Wetland loss and degradation have been extensive across the world, especially in California's Central Valley where over 90% of the natural wetlands have been converted to agricultural and urban uses. In the Central Valley today, a much smaller network of managed wetlands and flooded agricultural fields supports almost five million waterfowl and half a million shorebirds. Over 50% of waterbird habitat in the Central Valley is provided by flooded agricultural land, primarily rice (Oryza sativa). Each year non-breeding waterbird habitat decreases in the late winter as flooded agricultural fields are drained after waterfowl hunting season in late-January to prepare for the next crop.

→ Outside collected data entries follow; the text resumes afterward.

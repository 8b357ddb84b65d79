//! Grid model: a fixed square of cells and the single pointer that walks it.
//!
//! The grid never resizes after construction. Every mutation goes through
//! [`Cell`] helpers so that color and opacity stay inside their ranges.

use serde::{Serialize, Serializer};

/// Side length used when no size is configured.
pub const DEFAULT_GRID_SIZE: usize = 16;
/// Highest color index (palette has nine entries, `0..=8`).
pub const MAX_COLOR: u8 = 8;
/// Fully opaque. Opacity is stored in `0..=256`.
pub const MAX_OPACITY: u16 = 256;

/// One grid position.
#[derive(Debug, Clone, Copy, PartialEq, Eq, Serialize)]
pub struct Cell {
    /// Palette index in `0..=MAX_COLOR`.
    pub color: u8,
    /// Opacity in `0..=MAX_OPACITY`.
    pub opacity: u16,
}

impl Default for Cell {
    fn default() -> Self {
        Self {
            color: 0,
            opacity: MAX_OPACITY,
        }
    }
}

impl Cell {
    /// `+`: raise the color by one, saturating at [`MAX_COLOR`].
    pub fn increment(&mut self) {
        self.color = (self.color + 1).min(MAX_COLOR);
    }

    /// `-`: lower the color by one, saturating at zero.
    pub fn decrement(&mut self) {
        self.color = self.color.saturating_sub(1);
    }

    /// `Op[n]`: assign opacity, clamped to `0..=MAX_OPACITY`.
    pub fn set_opacity(&mut self, value: i64) {
        self.opacity = value.clamp(0, i64::from(MAX_OPACITY)) as u16;
    }
}

/// Pointer movement operators.
#[derive(Debug, Clone, Copy, PartialEq, Eq)]
pub enum Direction {
    /// `>`
    Right,
    /// `<`
    Left,
    /// `.`
    Down,
    /// `,`
    Up,
}

/// The shared cursor over the grid. Always inside `[0, size)` on both axes.
#[derive(Debug, Clone, Copy, Default, PartialEq, Eq, Serialize)]
pub struct Pointer {
    pub x: usize,
    pub y: usize,
}

impl Pointer {
    /// Move one cell in `direction`, wrapping around a grid of side `size`.
    pub fn step(&mut self, direction: Direction, size: usize) {
        match direction {
            Direction::Right => self.x = (self.x + 1) % size,
            Direction::Left => self.x = (self.x + size - 1) % size,
            Direction::Down => self.y = (self.y + 1) % size,
            Direction::Up => self.y = (self.y + size - 1) % size,
        }
    }
}

/// Square, row-major array of cells.
#[derive(Debug, Clone, PartialEq, Eq)]
pub struct Grid {
    size: usize,
    cells: Vec<Cell>,
}

impl Default for Grid {
    fn default() -> Self {
        Self::new(DEFAULT_GRID_SIZE)
    }
}

impl Grid {
    /// Allocate a `size` x `size` grid of default cells.
    ///
    /// A zero size is raised to one so that pointer wraparound stays defined.
    pub fn new(size: usize) -> Self {
        let size = size.max(1);
        Self {
            size,
            cells: vec![Cell::default(); size * size],
        }
    }

    pub fn size(&self) -> usize {
        self.size
    }

    /// Cell at `(x, y)`, or `None` outside the grid.
    pub fn get(&self, x: usize, y: usize) -> Option<&Cell> {
        if x >= self.size || y >= self.size {
            return None;
        }
        self.cells.get(y * self.size + x)
    }

    /// Mutable cell under `pointer`. Coordinates are reduced modulo the size,
    /// which is a no-op for any pointer produced by [`Pointer::step`].
    pub fn at_mut(&mut self, pointer: Pointer) -> &mut Cell {
        let index = (pointer.y % self.size) * self.size + pointer.x % self.size;
        &mut self.cells[index]
    }

    /// Rows from top (`y = 0`) to bottom.
    pub fn rows(&self) -> impl Iterator<Item = &[Cell]> {
        self.cells.chunks(self.size)
    }
}

impl Serialize for Grid {
    fn serialize<S: Serializer>(&self, serializer: S) -> Result<S::Ok, S::Error> {
        serializer.collect_seq(self.rows())
    }
}
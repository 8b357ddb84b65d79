//! Interpreter state shared by every execution context.
//!
//! The main program, key bindings and scheduled tasks all mutate the same
//! grid through the same pointer. There is exactly one [`InterpreterState`]
//! per run and it is passed by `&mut` into each interpreter call.

use rand::rngs::StdRng;
use rand::{Rng, SeedableRng};

use crate::core::grid::{Cell, Direction, Grid, Pointer};

/// Grid, pointer and random source for a single run.
#[derive(Debug, Clone)]
pub struct InterpreterState {
    pub grid: Grid,
    pub pointer: Pointer,
    rng: StdRng,
}

impl InterpreterState {
    /// Fresh state with an entropy-seeded random source.
    pub fn new(size: usize) -> Self {
        Self::with_rng(size, StdRng::from_entropy())
    }

    /// Fresh state whose `%[lo/hi]` draws are reproducible.
    pub fn seeded(size: usize, seed: u64) -> Self {
        Self::with_rng(size, StdRng::seed_from_u64(seed))
    }

    fn with_rng(size: usize, rng: StdRng) -> Self {
        Self {
            grid: Grid::new(size),
            pointer: Pointer::default(),
            rng,
        }
    }

    pub fn size(&self) -> usize {
        self.grid.size()
    }

    pub fn move_pointer(&mut self, direction: Direction) {
        let size = self.grid.size();
        self.pointer.step(direction, size);
    }

    /// Cell under the pointer.
    pub fn current_cell(&mut self) -> &mut Cell {
        self.grid.at_mut(self.pointer)
    }

    /// Uniform draw from the inclusive range spanned by `a` and `b`.
    ///
    /// Bounds may come in either order.
    pub fn draw(&mut self, a: i64, b: i64) -> i64 {
        let (lo, hi) = if a <= b { (a, b) } else { (b, a) };
        self.rng.gen_range(lo..=hi)
    }
}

This study evaluated a practice called 'variable drawdown' that involves delaying the removal of water from rice fields by 1, 2, and 3 weeks to extend the availability of flooded habitat later into February and March. We studied waterbird response to variable drawdown in 2012 and 2013 at twenty rice farms throughout the northern half of the Central Valley. The staggered drawdown created a mosaic of water depths throughout the six-week study period. The 3-week delay in drawdown supported more dabbling ducks than earlier drawdowns in the first half of the study and more shorebirds and long-legged wading birds during the second half of the study. The timing of highest use of each drawdown treatment differed for each waterbird guild; dabbling ducks, geese and swans benefited at the beginning, then long-legged wading birds, followed by shorebirds. Despite the presence of appropriate water depths for shorebirds across the treatments during the entire study period, shorebird densities were highest near the end of the study when the 3-week-delayed drawdown was providing the majority of the habitat on the landscape. This suggests that shorebirds may have concentrated in our study fields due to decreasing availability of shallow water habitat elsewhere. The practice of variable drawdown successfully extended the availability of waterbird habitat provided by post-harvest flooded rice fields later into winter.